What is the adrenal gland?

The adrenal gland makes several types of hormones. If the adrenal gland produces too many of these hormones, it is a disease called Cushing’s disease. If the adrenal gland has a decreased production of these hormones, it is called Addison’s disease. President John F. Kennedy had Addison’s disease. There are two types of hormones produced by the adrenal gland. One is called mineralocorticoids, which regulate sodium and potassium values in blood. The other is called glucocorticoids, which regulates glucose metabolism in the body. In Addison’s disease, both hormones are decreased.

Addison’s disease usually develops when the adrenal glands are attacked by the immune system. The triggering event for this problem is unknown. Clinical signs include intermittent vomiting, decreased appetite, weight loss and sometimes diarrhea. Lethargy, depression and weakness are also common. In some animals, signs wax and wane; in others, an acute crisis develops with the animal showing signs of collapse, dehydration and shock.

A diagnosis of Addison’s disease always requires laboratory testing, because no clinical sign is specific for Addison’s disease. Classic findings on a chemistry profile of the blood include low sodium, high potassium, low chloride and sometimes high calcium levels. We can measure blood cortisol, and this is always low in Addison’s disease. Other tests that may be run, depending on the presenting clinical signs, include chest and abdominal X-rays, an electrocardiogram, a urinalysis, an abdominal ultrasound and a stool exam.

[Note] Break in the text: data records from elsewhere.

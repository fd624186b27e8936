//! Helpers for the service's JSON envelope and its string-encoded numbers.

use serde::{Deserialize, Deserializer};

use crate::error::AirQualityError;

/// Result code the service reports for a normal response
const RESULT_OK: &str = "00";

#[derive(Debug, Deserialize)]
pub(crate) struct Envelope<T> {
    response: ResponseBody<T>,
}

#[derive(Debug, Deserialize)]
struct ResponseBody<T> {
    header: ResponseHeader,
    body: Option<ItemsBody<T>>,
}

#[derive(Debug, Deserialize)]
#[serde(rename_all = "camelCase")]
struct ResponseHeader {
    result_code: String,
    #[serde(default)]
    result_msg: String,
}

#[derive(Debug, Deserialize)]
struct ItemsBody<T> {
    items: Option<Vec<T>>,
}

impl<T> Envelope<T> {
    /// Unwrap the item list, turning a non-success result code into a
    /// transport error.
    pub(crate) fn into_items(self) -> Result<Vec<T>, AirQualityError> {
        let header = self.response.header;
        if header.result_code != RESULT_OK {
            return Err(AirQualityError::transport(format!(
                "service returned {}: {}",
                header.result_code, header.result_msg
            )));
        }
        Ok(self
            .response
            .body
            .and_then(|b| b.items)
            .unwrap_or_default())
    }
}

#[derive(Deserialize)]
#[serde(untagged)]
enum StringOrNumber {
    Str(String),
    Num(serde_json::Number),
}

/// Accept `"12"`, `12`, `null` or a missing field as an optional string.
pub(crate) fn string_or_number<'de, D>(deserializer: D) -> Result<Option<String>, D::Error>
where
    D: Deserializer<'de>,
{
    Ok(
        Option::<StringOrNumber>::deserialize(deserializer)?.map(|v| match v {
            StringOrNumber::Str(s) => s,
            StringOrNumber::Num(n) => n.to_string(),
        }),
    )
}

/// Parse a wire value. Blank, `"-"` and non-numeric values are missing.
pub(crate) fn parse_number(raw: Option<&str>) -> Option<f64> {
    let raw = raw?.trim();
    if raw.is_empty() || raw == "-" {
        return None;
    }
    raw.parse::<f64>().ok().filter(|v| v.is_finite())
}
//! Main screen view model.
//!
//! Holds everything the renderer draws: station, combined grade, and one line
//! per pollutant. Failures toggle a single error view; a permission failure
//! ends the screen.

use airq_airkorea::{AirQualityError, Grade, PollutantKind};
use airq_core::Locale;

use crate::presentation::{pollutant_label, GradePresentation};
use crate::run_state::{PipelineState, QueryOutcome};
use crate::surfaces::Surface;

/// Pollutants listed on the main screen, in display order
const LISTED: [PollutantKind; 6] = [
    PollutantKind::Pm10,
    PollutantKind::Pm25,
    PollutantKind::So2,
    PollutantKind::Co,
    PollutantKind::O3,
    PollutantKind::No2,
];

#[derive(Debug, Clone, PartialEq)]
pub struct PollutantLine {
    pub kind: PollutantKind,
    pub label: &'static str,
    pub value: Option<f64>,
    pub unit: &'static str,
    pub grade: Grade,
    pub presentation: GradePresentation,
}

impl PollutantLine {
    pub fn value_text(&self, show_units: bool) -> String {
        match self.value {
            Some(v) if show_units => format!("{} {}", v, self.unit),
            Some(v) => v.to_string(),
            None => "-".to_string(),
        }
    }
}

#[derive(Debug, Clone, PartialEq)]
pub struct MainScreenContent {
    pub station_name: String,
    pub station_address: String,
    pub measured_at: Option<String>,
    pub combined: GradePresentation,
    pub pollutants: Vec<PollutantLine>,
}

impl MainScreenContent {
    pub fn from_outcome(outcome: &QueryOutcome, locale: Locale) -> Self {
        let measured = &outcome.measured;
        let pollutants = LISTED
            .iter()
            .map(|&kind| {
                let reading = measured.reading(kind);
                PollutantLine {
                    kind,
                    label: pollutant_label(kind, locale),
                    value: reading.value,
                    unit: kind.unit(),
                    grade: reading.grade,
                    presentation: GradePresentation::of(reading.grade, locale),
                }
            })
            .collect();

        Self {
            station_name: outcome.station.name.clone(),
            station_address: outcome.station.address.clone(),
            measured_at: measured
                .measured_at()
                .map(|t| t.format("%Y-%m-%d %H:%M").to_string()),
            combined: GradePresentation::of(measured.combined_grade(), locale),
            pollutants,
        }
    }

    pub fn line(&self, kind: PollutantKind) -> Option<&PollutantLine> {
        self.pollutants.iter().find(|l| l.kind == kind)
    }
}

#[derive(Debug, Clone)]
pub struct MainScreen {
    locale: Locale,
    loading: bool,
    content: Option<MainScreenContent>,
    error: Option<&'static str>,
    terminated: bool,
}

impl MainScreen {
    pub fn new(locale: Locale) -> Self {
        Self {
            locale,
            loading: false,
            content: None,
            error: None,
            terminated: false,
        }
    }

    /// Apply a pipeline state transition.
    pub fn on_state(&mut self, state: &PipelineState) {
        match state {
            PipelineState::Idle => {}
            PipelineState::Running => self.on_loading(),
            PipelineState::Succeeded(outcome) => self.on_result(Ok(outcome)),
            PipelineState::Failed(e) => self.on_result(Err(e)),
            PipelineState::Cancelled => self.on_result(Err(&AirQualityError::Cancelled)),
        }
    }

    pub fn on_loading(&mut self) {
        if self.terminated {
            return;
        }
        self.loading = true;
        self.error = None;
    }

    pub fn on_result(&mut self, result: Result<&QueryOutcome, &AirQualityError>) {
        if self.terminated {
            return;
        }
        match result {
            Ok(outcome) => {
                self.content = Some(MainScreenContent::from_outcome(outcome, self.locale));
                self.error = None;
            }
            Err(e) if e.is_silent() => {}
            Err(e) if e.is_terminal() => {
                tracing::warn!("Main screen closed: {}", e);
                self.terminated = true;
                self.content = None;
                self.error = Some(e.user_message());
            }
            Err(e) => {
                tracing::debug!("Main screen showing error: {}", e);
                self.content = None;
                self.error = Some(e.user_message());
            }
        }
        self.loading = false;
    }

    pub fn is_loading(&self) -> bool {
        self.loading
    }

    pub fn content(&self) -> Option<&MainScreenContent> {
        self.content.as_ref()
    }

    pub fn is_error_visible(&self) -> bool {
        self.error.is_some()
    }

    pub fn error_message(&self) -> Option<&'static str> {
        self.error
    }

    /// Plain-text rendering for terminals
    pub fn render_text(&self, show_units: bool) -> String {
        if let Some(message) = self.error {
            return message.to_string();
        }
        let Some(content) = &self.content else {
            return String::new();
        };

        let mut out = format!("{}\n{}\n", content.station_name, content.station_address);
        if let Some(at) = &content.measured_at {
            out.push_str(at);
            out.push('\n');
        }
        out.push_str(&format!(
            "\n{} {}\n\n",
            content.combined.emoji, content.combined.label
        ));
        for line in &content.pollutants {
            out.push_str(&format!(
                "{}: {} {}\n",
                line.label,
                line.value_text(show_units),
                line.presentation
            ));
        }
        out
    }
}

impl Surface for MainScreen {
    fn accepts_runs(&self) -> bool {
        !self.terminated
    }
}
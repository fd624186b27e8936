//! Air quality lookup error types.

use thiserror::Error;

/// Location capability errors
#[derive(Debug, Clone, PartialEq, Eq, Error)]
pub enum LocationError {
    #[error("Location permission denied")]
    PermissionDenied,
    #[error("Location service unavailable")]
    ServiceUnavailable,
    #[error("Location request timed out")]
    Timeout,
    #[error("Location error: {0}")]
    Other(String),
}

/// Errors produced by the station resolver, the measurement fetcher and the
/// pipeline that chains them.
#[derive(Debug, Clone, PartialEq, Error)]
pub enum AirQualityError {
    #[error("Not found: {0}")]
    NotFound(String),

    #[error("Transport error{}: {message}", status_suffix(.status))]
    Transport { status: Option<u16>, message: String },

    #[error("Parse error: {0}")]
    Parse(String),

    #[error("Location permission denied")]
    Permission,

    #[error("Location unavailable: {0}")]
    Location(String),

    #[error("Request cancelled")]
    Cancelled,
}

fn status_suffix(status: &Option<u16>) -> String {
    match status {
        Some(code) => format!(" ({})", code),
        None => String::new(),
    }
}

impl AirQualityError {
    pub fn transport(message: impl Into<String>) -> Self {
        Self::Transport {
            status: None,
            message: message.into(),
        }
    }

    /// User-friendly error message for UI display.
    pub fn user_message(&self) -> &'static str {
        match self {
            Self::NotFound(_) => "No air quality data is available nearby.",
            Self::Transport { .. } => "Unable to reach the air quality service. Please try again.",
            Self::Parse(_) => "Received an unexpected response. Please try again.",
            Self::Permission => "Location permission is required.",
            Self::Location(_) => "Could not determine your location. Please try again.",
            Self::Cancelled => "Request cancelled.",
        }
    }

    /// Permission failures end the surface; no further runs are attempted.
    pub fn is_terminal(&self) -> bool {
        matches!(self, Self::Permission)
    }

    /// Cancelled runs leave the display untouched.
    pub fn is_silent(&self) -> bool {
        matches!(self, Self::Cancelled)
    }
}

impl From<reqwest::Error> for AirQualityError {
    fn from(e: reqwest::Error) -> Self {
        if e.is_decode() {
            return Self::Parse(e.to_string());
        }
        let message = if e.is_timeout() {
            format!("request timed out: {}", e)
        } else if e.is_connect() {
            format!("connection failed: {}", e)
        } else {
            e.to_string()
        };
        Self::Transport {
            status: e.status().map(|s| s.as_u16()),
            message,
        }
    }
}

impl From<serde_json::Error> for AirQualityError {
    fn from(e: serde_json::Error) -> Self {
        Self::Parse(e.to_string())
    }
}

impl From<LocationError> for AirQualityError {
    fn from(e: LocationError) -> Self {
        match e {
            LocationError::PermissionDenied => Self::Permission,
            other => Self::Location(other.to_string()),
        }
    }
}
// src/logging.rs

//! `tracing` subscriber setup for the `planrun` binary.
//!
//! The filter comes from, in order:
//! 1. `--log-level`, applied to every target;
//! 2. `PLANRUN_LOG`, as an `EnvFilter` directive string such as
//!    `info` or `warn,planrun::engine=debug`;
//! 3. `info`.
//!
//! Logs go to stderr. Command output is logged too, so stdout stays free for
//! the dry-run listing.

use anyhow::{Context, Result};
use tracing_subscriber::{fmt, EnvFilter};

use crate::cli::LogLevel;

pub const LOG_ENV_VAR: &str = "PLANRUN_LOG";

/// Install the global subscriber. Fails if one is already installed.
pub fn init_logging(cli_level: Option<LogLevel>) -> Result<()> {
    let filter = build_filter(cli_level, std::env::var(LOG_ENV_VAR).ok().as_deref())?;

    fmt()
        .with_env_filter(filter)
        .with_target(true)
        .with_writer(std::io::stderr)
        .try_init()
        .map_err(|e| anyhow::anyhow!("failed to initialise logging: {e}"))
}

/// Pick the filter for the given CLI level and `PLANRUN_LOG` value.
pub fn build_filter(cli_level: Option<LogLevel>, env_value: Option<&str>) -> Result<EnvFilter> {
    if let Some(level) = cli_level {
        return Ok(EnvFilter::new(level.as_str()));
    }
    match env_value.map(str::trim).filter(|s| !s.is_empty()) {
        Some(directives) => EnvFilter::try_new(directives)
            .with_context(|| format!("invalid {LOG_ENV_VAR} value '{directives}'")),
        None => Ok(EnvFilter::new("info")),
    }
}

impl LogLevel {
    pub fn as_str(self) -> &'static str {
        match self {
            LogLevel::Error => "error",
            LogLevel::Warn => "warn",
            LogLevel::Info => "info",
            LogLevel::Debug => "debug",
            LogLevel::Trace => "trace",
        }
    }
}
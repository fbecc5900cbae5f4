#![allow(unused_imports)]

pub use planrun_test_utils::{builders, fake_executor, init_tracing, timeline, with_timeout};
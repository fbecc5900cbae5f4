// src/config/model.rs

use serde::Deserialize;

use crate::errors::Result;
use crate::plan::{ConcurrencyLimit, Step, Task};
use crate::types::Mode;

/// Top-level plan file as read from TOML.
///
/// ```toml
/// plan = [
///   "echo start",
///   [
///     ["fetch a", "analyze a"],
///     { series = ["fetch b", "analyze b"] },
///   ],
///   { name = "report", cmd = "echo done" },
/// ]
///
/// [config]
/// concurrency_limit = 2
/// ```
///
/// `plan` must come before the `[config]` header, otherwise TOML places it
/// inside that table.
#[derive(Debug, Clone, Deserialize)]
#[serde(deny_unknown_fields)]
pub struct RawConfigFile {
    #[serde(default)]
    pub config: ConfigSection,

    /// The top-level list. It always runs in series.
    #[serde(default)]
    pub plan: Vec<PlanEntry>,
}

/// Validated configuration. Build it with `ConfigFile::try_from(raw)`.
#[derive(Debug, Clone)]
pub struct ConfigFile {
    pub config: ConfigSection,
    pub plan: Vec<PlanEntry>,
}

/// `[config]` section.
#[derive(Debug, Clone, Default, Deserialize)]
#[serde(deny_unknown_fields)]
pub struct ConfigSection {
    /// Maximum concurrently running commands; omitted means unbounded.
    #[serde(default)]
    pub concurrency_limit: Option<usize>,

    /// Exit with an error after the plan finishes if any command failed.
    /// Failures never stop the plan itself.
    #[serde(default)]
    pub fail_on_task_error: bool,
}

/// One element of the plan.
///
/// - a string is a shell command;
/// - `{ name = "...", cmd = "..." }` is a labelled shell command;
/// - a nested array is a group in the opposite mode of its enclosing list;
/// - `{ series = [...] }` / `{ parallel = [...] }` are groups with an
///   explicit mode. Arrays nested inside them flip from that mode.
///
/// Variant order matters: derived struct deserializers also accept arrays,
/// so `Group` has to be tried before any of the table forms.
#[derive(Debug, Clone, PartialEq, Deserialize)]
#[serde(untagged)]
pub enum PlanEntry {
    Command(String),
    Group(Vec<PlanEntry>),
    Named(NamedCommand),
    Series(SeriesGroup),
    Parallel(ParallelGroup),
}

#[derive(Debug, Clone, PartialEq, Deserialize)]
#[serde(deny_unknown_fields)]
pub struct NamedCommand {
    #[serde(default)]
    pub name: Option<String>,
    pub cmd: String,
}

#[derive(Debug, Clone, PartialEq, Deserialize)]
#[serde(deny_unknown_fields)]
pub struct SeriesGroup {
    pub series: Vec<PlanEntry>,
}

#[derive(Debug, Clone, PartialEq, Deserialize)]
#[serde(deny_unknown_fields)]
pub struct ParallelGroup {
    pub parallel: Vec<PlanEntry>,
}

impl ConfigFile {
    pub(crate) fn new_unchecked(config: ConfigSection, plan: Vec<PlanEntry>) -> Self {
        Self { config, plan }
    }

    pub fn concurrency_limit(&self) -> Result<ConcurrencyLimit> {
        match self.config.concurrency_limit {
            Some(n) => ConcurrencyLimit::new(n),
            None => Ok(ConcurrencyLimit::unbounded()),
        }
    }

    /// Number of commands anywhere in the plan.
    pub fn command_count(&self) -> usize {
        self.plan.iter().map(PlanEntry::command_count).sum()
    }

    /// Lower the plan into steps, building each leaf with `make_task(name, cmd)`.
    pub fn steps_with<F>(&self, make_task: F) -> Vec<Step>
    where
        F: Fn(Option<&str>, &str) -> Task,
    {
        lower_entries(&self.plan, Mode::Series, &make_task)
    }
}

impl PlanEntry {
    pub fn command_count(&self) -> usize {
        match self {
            PlanEntry::Command(_) | PlanEntry::Named(_) => 1,
            PlanEntry::Series(SeriesGroup { series: items })
            | PlanEntry::Parallel(ParallelGroup { parallel: items })
            | PlanEntry::Group(items) => items.iter().map(PlanEntry::command_count).sum(),
        }
    }
}

fn lower_entries<F>(entries: &[PlanEntry], mode: Mode, make_task: &F) -> Vec<Step>
where
    F: Fn(Option<&str>, &str) -> Task,
{
    entries
        .iter()
        .map(|entry| lower_entry(entry, mode, make_task))
        .collect()
}

/// `mode` is the mode of the list containing `entry`.
fn lower_entry<F>(entry: &PlanEntry, mode: Mode, make_task: &F) -> Step
where
    F: Fn(Option<&str>, &str) -> Task,
{
    match entry {
        PlanEntry::Command(cmd) => Step::Task(make_task(None, cmd)),
        PlanEntry::Named(named) => Step::Task(make_task(named.name.as_deref(), &named.cmd)),
        PlanEntry::Series(group) => {
            Step::Series(lower_entries(&group.series, Mode::Series, make_task))
        }
        PlanEntry::Parallel(group) => {
            Step::Parallel(lower_entries(&group.parallel, Mode::Parallel, make_task))
        }
        PlanEntry::Group(items) => {
            let child_mode = mode.flipped();
            Step::group(child_mode, lower_entries(items, child_mode, make_task))
        }
    }
}
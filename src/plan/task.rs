// src/plan/task.rs

//! Leaf units of work.

use std::fmt;
use std::future::Future;
use std::pin::Pin;

/// Future returned by invoking a [`Task`].
///
/// The engine only distinguishes `Ok` from `Err`; the value itself is never
/// inspected. Data flows between tasks through whatever the closures capture.
pub type TaskFuture = Pin<Box<dyn Future<Output = anyhow::Result<()>> + Send + 'static>>;

type TaskFn = Box<dyn FnOnce() -> TaskFuture + Send + 'static>;

/// A zero-argument asynchronous unit of work.
///
/// A task is invoked at most once: [`Task::invoke`] consumes it.
pub struct Task {
    label: Option<String>,
    func: TaskFn,
}

impl Task {
    /// Wrap a closure producing a future.
    pub fn new<F, Fut>(func: F) -> Self
    where
        F: FnOnce() -> Fut + Send + 'static,
        Fut: Future<Output = anyhow::Result<()>> + Send + 'static,
    {
        Self {
            label: None,
            func: Box::new(move || Box::pin(func()) as TaskFuture),
        }
    }

    /// Same as [`Task::new`], with a label used in logs and dry-run output.
    pub fn named<F, Fut>(label: impl Into<String>, func: F) -> Self
    where
        F: FnOnce() -> Fut + Send + 'static,
        Fut: Future<Output = anyhow::Result<()>> + Send + 'static,
    {
        Self::new(func).with_label(label)
    }

    pub fn with_label(mut self, label: impl Into<String>) -> Self {
        self.label = Some(label.into());
        self
    }

    pub fn label(&self) -> Option<&str> {
        self.label.as_deref()
    }

    /// Call the wrapped closure and return its future.
    pub fn invoke(self) -> TaskFuture {
        (self.func)()
    }
}

impl fmt::Debug for Task {
    fn fmt(&self, f: &mut fmt::Formatter<'_>) -> fmt::Result {
        f.debug_struct("Task")
            .field("label", &self.label)
            .finish_non_exhaustive()
    }
}
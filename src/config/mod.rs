// src/config/mod.rs

//! Plan file loading and validation for the `planrun` binary.
//!
//! Responsibilities:
//! - Define the TOML-backed data model (`model.rs`).
//! - Load a plan file from disk (`loader.rs`).
//! - Validate it (`validate.rs`).

pub mod loader;
pub mod model;
pub mod validate;

pub use loader::{default_config_path, load_and_validate, load_from_path, load_from_str};
pub use model::{
    ConfigFile, ConfigSection, NamedCommand, ParallelGroup, PlanEntry, RawConfigFile, SeriesGroup,
};
pub use validate::validate_raw_config;
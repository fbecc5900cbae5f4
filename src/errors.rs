// src/errors.rs

//! Crate-wide error aliases and helpers.

use thiserror::Error;

#[derive(Error, Debug)]
pub enum PlanrunError {
    #[error("Configuration error: {0}")]
    ConfigError(String),

    #[error("Invalid concurrency limit: {0} (must be >= 1)")]
    InvalidLimit(usize),

    #[error("IO error: {0}")]
    IoError(#[from] std::io::Error),

    #[error("TOML parsing error: {0}")]
    TomlError(#[from] toml::de::Error),
}

pub type Result<T> = std::result::Result<T, PlanrunError>;
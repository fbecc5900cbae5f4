//! Shared recorder for task start/end events.

use std::collections::HashMap;
use std::sync::{Arc, Mutex, MutexGuard};
use std::time::Duration;

use planrun::Task;

/// One recorded event, in the order it happened.
#[derive(Debug, Clone, PartialEq, Eq)]
pub enum Mark {
    Start(String),
    End(String),
}

#[derive(Debug, Default)]
struct State {
    marks: Vec<Mark>,
    running: usize,
    max_running: usize,
    invocations: HashMap<String, usize>,
}

/// Records when recording tasks start and end, how often each one was
/// invoked, and the peak number running at once.
#[derive(Debug, Clone, Default)]
pub struct Timeline {
    state: Arc<Mutex<State>>,
}

/// Records `End` and decrements the running count on drop, so a panicking
/// task is still accounted for.
struct Running {
    timeline: Timeline,
    name: String,
}

impl Drop for Running {
    fn drop(&mut self) {
        let mut state = self.timeline.lock();
        state.running -= 1;
        state.marks.push(Mark::End(self.name.clone()));
    }
}

impl Timeline {
    pub fn new() -> Self {
        Self::default()
    }

    fn lock(&self) -> MutexGuard<'_, State> {
        self.state.lock().unwrap_or_else(|e| e.into_inner())
    }

    fn begin(&self, name: &str) -> Running {
        let mut state = self.lock();
        state.running += 1;
        state.max_running = state.max_running.max(state.running);
        *state.invocations.entry(name.to_string()).or_default() += 1;
        state.marks.push(Mark::Start(name.to_string()));
        Running {
            timeline: self.clone(),
            name: name.to_string(),
        }
    }

    /// Task that sleeps for `delay` and succeeds.
    pub fn task(&self, name: &str, delay: Duration) -> Task {
        let timeline = self.clone();
        let label = name.to_string();
        Task::named(name, move || async move {
            let _running = timeline.begin(&label);
            tokio::time::sleep(delay).await;
            Ok(())
        })
    }

    /// Task that sleeps for `delay` and then returns an error.
    pub fn failing_task(&self, name: &str, delay: Duration) -> Task {
        let timeline = self.clone();
        let label = name.to_string();
        Task::named(name, move || async move {
            let _running = timeline.begin(&label);
            tokio::time::sleep(delay).await;
            Err(anyhow::anyhow!("{label} failed on purpose"))
        })
    }

    /// Task that panics right after starting.
    #[allow(unreachable_code)]
    pub fn panicking_task(&self, name: &str) -> Task {
        let timeline = self.clone();
        let label = name.to_string();
        Task::named(name, move || async move {
            let _running = timeline.begin(&label);
            panic!("{label} panicked on purpose");
            Ok(())
        })
    }

    pub fn marks(&self) -> Vec<Mark> {
        self.lock().marks.clone()
    }

    /// Names in the order they started.
    pub fn starts(&self) -> Vec<String> {
        self.lock()
            .marks
            .iter()
            .filter_map(|m| match m {
                Mark::Start(name) => Some(name.clone()),
                Mark::End(_) => None,
            })
            .collect()
    }

    /// Position of `name`'s start in the recorded sequence.
    pub fn start_of(&self, name: &str) -> Option<usize> {
        self.position(&Mark::Start(name.to_string()))
    }

    /// Position of `name`'s end in the recorded sequence.
    pub fn end_of(&self, name: &str) -> Option<usize> {
        self.position(&Mark::End(name.to_string()))
    }

    fn position(&self, mark: &Mark) -> Option<usize> {
        self.lock().marks.iter().position(|m| m == mark)
    }

    pub fn invocations(&self, name: &str) -> usize {
        self.lock().invocations.get(name).copied().unwrap_or(0)
    }

    pub fn max_running(&self) -> usize {
        self.lock().max_running
    }
}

Animals in an acute crisis require hospitalization for intravenous fluids, injectable steroids and medications to lower blood potassium levels. Shock must be treated aggressively, as an acute crisis can be life-threatening and reversed only through intensive care. For most dogs with Addison’s disease, lifelong supplementation with mineralocorticoids is needed. This usually involves the administration of a drug called fludrocortisone on a daily basis. Oral glucocorticoids are also given for life.

If the animal survives an acute crisis, then the disease is often very manageable. Treatment of the disease can be rewarding, because most animals respond well to the medications. Because adrenal gland hormones help to combat stress, affected animals often do not handle physical stresses very well. During periods of stress, extra steroid supplementation may be needed, and close monitoring for signs of relapse is important.

Dr. Karsten Fostvedt is a veterinarian at St. Francis Pet Clinic in Ketchum.